Euclid, the famed Greek mathematician and pedagogue, once had a young pupil (most likely one of the several Ptolemys of Alexandria) who asked him if there was any quicker way to learn geometry than to read the *Elements*. Euclid is fabled to have told him, ”οὐκ ἔστι βασιλικὴ ἀτροπὸς ἐπι γεωμετρίαν,” or “there is no royal road to geometry.”

About some 2000 years later, give or take some centuries, D’Alembert, a famed French mathematician, told one of his pupils who was having difficulties understanding the “vanishing and nascent quantities” of the calculus, “Allez en avant, la foi vous viendra,” or “Forge ahead, the faith will come to you.”

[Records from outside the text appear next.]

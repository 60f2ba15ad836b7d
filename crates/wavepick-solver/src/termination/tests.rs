//! Tests for termination conditions.

use std::time::Duration;

use wavepick_config::SearchConfig;

use super::*;

fn stats_with(subproblems: u64) -> SearchStats {
    let mut stats = SearchStats::default();
    stats.start();
    for _ in 0..subproblems {
        stats.record_subproblem(true, Duration::ZERO);
    }
    stats
}

#[test]
fn test_subproblem_count_termination() {
    let term = SubproblemCountTermination::new(3);

    assert!(!term.is_terminated(&stats_with(0)));
    assert!(!term.is_terminated(&stats_with(2)));
    assert!(term.is_terminated(&stats_with(3)));
}

#[test]
fn test_time_termination() {
    let stats = stats_with(0);

    assert!(TimeTermination::new(Duration::ZERO).is_terminated(&stats));
    assert!(!TimeTermination::seconds(3600).is_terminated(&stats));
}

#[test]
fn test_no_termination() {
    assert!(!NoTermination.is_terminated(&stats_with(1000)));
}

#[test]
fn test_none_never_terminates() {
    let term: Option<SubproblemCountTermination> = None;
    assert!(!term.is_terminated(&stats_with(1000)));
}

#[test]
fn test_or_termination() {
    let term = OrTermination((
        TimeTermination::seconds(3600),
        SubproblemCountTermination::new(2),
    ));

    assert!(!term.is_terminated(&stats_with(1)));
    assert!(term.is_terminated(&stats_with(2)));
}

#[test]
fn test_from_config() {
    let unlimited = termination_from_config(&SearchConfig::default());
    assert!(!unlimited.is_terminated(&stats_with(10_000)));

    let limited = termination_from_config(&SearchConfig::new().with_subproblem_limit(4));
    assert!(!limited.is_terminated(&stats_with(3)));
    assert!(limited.is_terminated(&stats_with(4)));
}
//! Event system for monitoring the parametric search.
//!
//! Listeners registered on a [`SearchEventSupport`] are notified when the
//! search starts and ends, after every subproblem, and whenever the best
//! wave improves.
//!
//! # Usage
//!
//! ```
//! use std::sync::Arc;
//! use wavepick_solver::{Incumbent, SearchEventSupport, SearchListener};
//!
//! #[derive(Debug)]
//! struct PrintBest;
//! impl SearchListener for PrintBest {
//!     fn on_best_improved(&self, incumbent: &Incumbent) {
//!         println!("new best ratio {:.3}", incumbent.ratio);
//!     }
//! }
//!
//! let mut support = SearchEventSupport::new();
//! support.add_listener(Arc::new(PrintBest));
//! assert_eq!(support.listener_count(), 1);
//! ```

use std::fmt::Debug;
use std::sync::atomic::{AtomicUsize, Ordering};
use std::sync::Arc;

use tracing::{debug, info};
use wavepick_core::ProblemInstance;

use crate::search::{RecordStatus, SubproblemRecord};
use crate::state::Incumbent;
use crate::strategy::Strategy;

/// Listener for search lifecycle events.
pub trait SearchListener: Send + Sync + Debug {
    /// Called when a new best wave is found.
    fn on_best_improved(&self, incumbent: &Incumbent);

    /// Called once the strategy is chosen, before the first subproblem.
    fn on_search_started(&self, _instance: &ProblemInstance, _strategy: Strategy) {}

    /// Called after every subproblem, feasible or not.
    fn on_subproblem_solved(&self, _record: &SubproblemRecord) {}

    /// Called when the search stops, with the final incumbent if any.
    fn on_search_ended(&self, _best: Option<&Incumbent>, _terminated_early: bool) {}
}

/// Central event broadcaster for search events.
///
/// Listeners are called synchronously in registration order.
#[derive(Default)]
pub struct SearchEventSupport {
    listeners: Vec<Arc<dyn SearchListener>>,
}

impl SearchEventSupport {
    pub fn new() -> Self {
        Self::default()
    }

    pub fn add_listener(&mut self, listener: Arc<dyn SearchListener>) {
        self.listeners.push(listener);
    }

    pub fn clear_listeners(&mut self) {
        self.listeners.clear();
    }

    pub fn fire_best_improved(&self, incumbent: &Incumbent) {
        for listener in &self.listeners {
            listener.on_best_improved(incumbent);
        }
    }

    pub fn fire_search_started(&self, instance: &ProblemInstance, strategy: Strategy) {
        for listener in &self.listeners {
            listener.on_search_started(instance, strategy);
        }
    }

    pub fn fire_subproblem_solved(&self, record: &SubproblemRecord) {
        for listener in &self.listeners {
            listener.on_subproblem_solved(record);
        }
    }

    pub fn fire_search_ended(&self, best: Option<&Incumbent>, terminated_early: bool) {
        for listener in &self.listeners {
            listener.on_search_ended(best, terminated_early);
        }
    }

    pub fn listener_count(&self) -> usize {
        self.listeners.len()
    }

    pub fn has_listeners(&self) -> bool {
        !self.listeners.is_empty()
    }
}

impl Debug for SearchEventSupport {
    fn fmt(&self, f: &mut std::fmt::Formatter<'_>) -> std::fmt::Result {
        f.debug_struct("SearchEventSupport")
            .field("listeners", &self.listeners.len())
            .finish()
    }
}

/// A listener that forwards events to `tracing`.
#[derive(Debug, Clone, Default)]
pub struct LoggingListener {
    prefix: String,
}

impl LoggingListener {
    pub fn new() -> Self {
        Self::default()
    }

    /// Creates a logging listener with a custom prefix.
    pub fn with_prefix(prefix: impl Into<String>) -> Self {
        Self {
            prefix: prefix.into(),
        }
    }
}

impl SearchListener for LoggingListener {
    fn on_best_improved(&self, incumbent: &Incumbent) {
        info!(
            "{}New best wave: ratio {:.4} ({} units over {} aisles, {})",
            self.prefix,
            incumbent.ratio,
            incumbent.evaluation.units_picked,
            incumbent.evaluation.aisles_visited,
            incumbent.parameter
        );
    }

    fn on_search_started(&self, instance: &ProblemInstance, strategy: Strategy) {
        info!(
            "{}Search started: {} orders, {} aisles, strategy {}",
            self.prefix,
            instance.order_count(),
            instance.aisle_count(),
            strategy
        );
    }

    fn on_subproblem_solved(&self, record: &SubproblemRecord) {
        match record.status {
            RecordStatus::Solved { objective } => debug!(
                "{}Subproblem {} ({}) solved, objective {:.4}",
                self.prefix, record.index, record.parameter, objective
            ),
            RecordStatus::Infeasible => debug!(
                "{}Subproblem {} ({}) infeasible",
                self.prefix, record.index, record.parameter
            ),
        }
    }

    fn on_search_ended(&self, best: Option<&Incumbent>, terminated_early: bool) {
        let suffix = if terminated_early {
            " (terminated early)"
        } else {
            ""
        };
        match best {
            Some(b) => info!("{}Search ended{}: ratio {:.4}", self.prefix, suffix, b.ratio),
            None => info!("{}Search ended{}: no feasible wave", self.prefix, suffix),
        }
    }
}

/// A listener that counts event occurrences.
#[derive(Debug, Default)]
pub struct CountingListener {
    best_improved_count: AtomicUsize,
    search_started_count: AtomicUsize,
    subproblem_count: AtomicUsize,
    search_ended_count: AtomicUsize,
}

impl CountingListener {
    pub fn new() -> Self {
        Self::default()
    }

    pub fn best_improved_count(&self) -> usize {
        self.best_improved_count.load(Ordering::SeqCst)
    }

    pub fn search_started_count(&self) -> usize {
        self.search_started_count.load(Ordering::SeqCst)
    }

    pub fn subproblem_count(&self) -> usize {
        self.subproblem_count.load(Ordering::SeqCst)
    }

    pub fn search_ended_count(&self) -> usize {
        self.search_ended_count.load(Ordering::SeqCst)
    }

    /// Resets all counters to zero.
    pub fn reset(&self) {
        self.best_improved_count.store(0, Ordering::SeqCst);
        self.search_started_count.store(0, Ordering::SeqCst);
        self.subproblem_count.store(0, Ordering::SeqCst);
        self.search_ended_count.store(0, Ordering::SeqCst);
    }
}

impl SearchListener for CountingListener {
    fn on_best_improved(&self, _incumbent: &Incumbent) {
        self.best_improved_count.fetch_add(1, Ordering::SeqCst);
    }

    fn on_search_started(&self, _instance: &ProblemInstance, _strategy: Strategy) {
        self.search_started_count.fetch_add(1, Ordering::SeqCst);
    }

    fn on_subproblem_solved(&self, _record: &SubproblemRecord) {
        self.subproblem_count.fetch_add(1, Ordering::SeqCst);
    }

    fn on_search_ended(&self, _best: Option<&Incumbent>, _terminated_early: bool) {
        self.search_ended_count.fetch_add(1, Ordering::SeqCst);
    }
}

#[cfg(test)]
#[path = "event_tests.rs"]
mod tests;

I think Calculus is the royal road to geometry. Anyone reading through the *elements* or apollonius’ *conics* will see very soon how greatly it has abbreviated every part of geometry. Sometimes I wonder what has been lost, though. If you liked Calculus, I highly recommend the textbook, *Calculus: the elements*, by Michael Comenetz, from which I stole those epigraphs.

Newton writes in his preface to the *Principia Mathematica* that what he describes there (a strange kind of geometrically-based Calculus), is “rational mechanics,” and that geometry itself is founded upon the axioms of this mechanics, For instance, he gives as an example, the drawing of the circle is a postulate of euclidean geometry, but mechanics can describe how to draw a circle, and so on.

Archimedes found the area under a segment of a parabola by weighing it. Perhaps Calculus is a way of weighing functions.

That is a freaking awesome question to ask on an exam. What did you answer?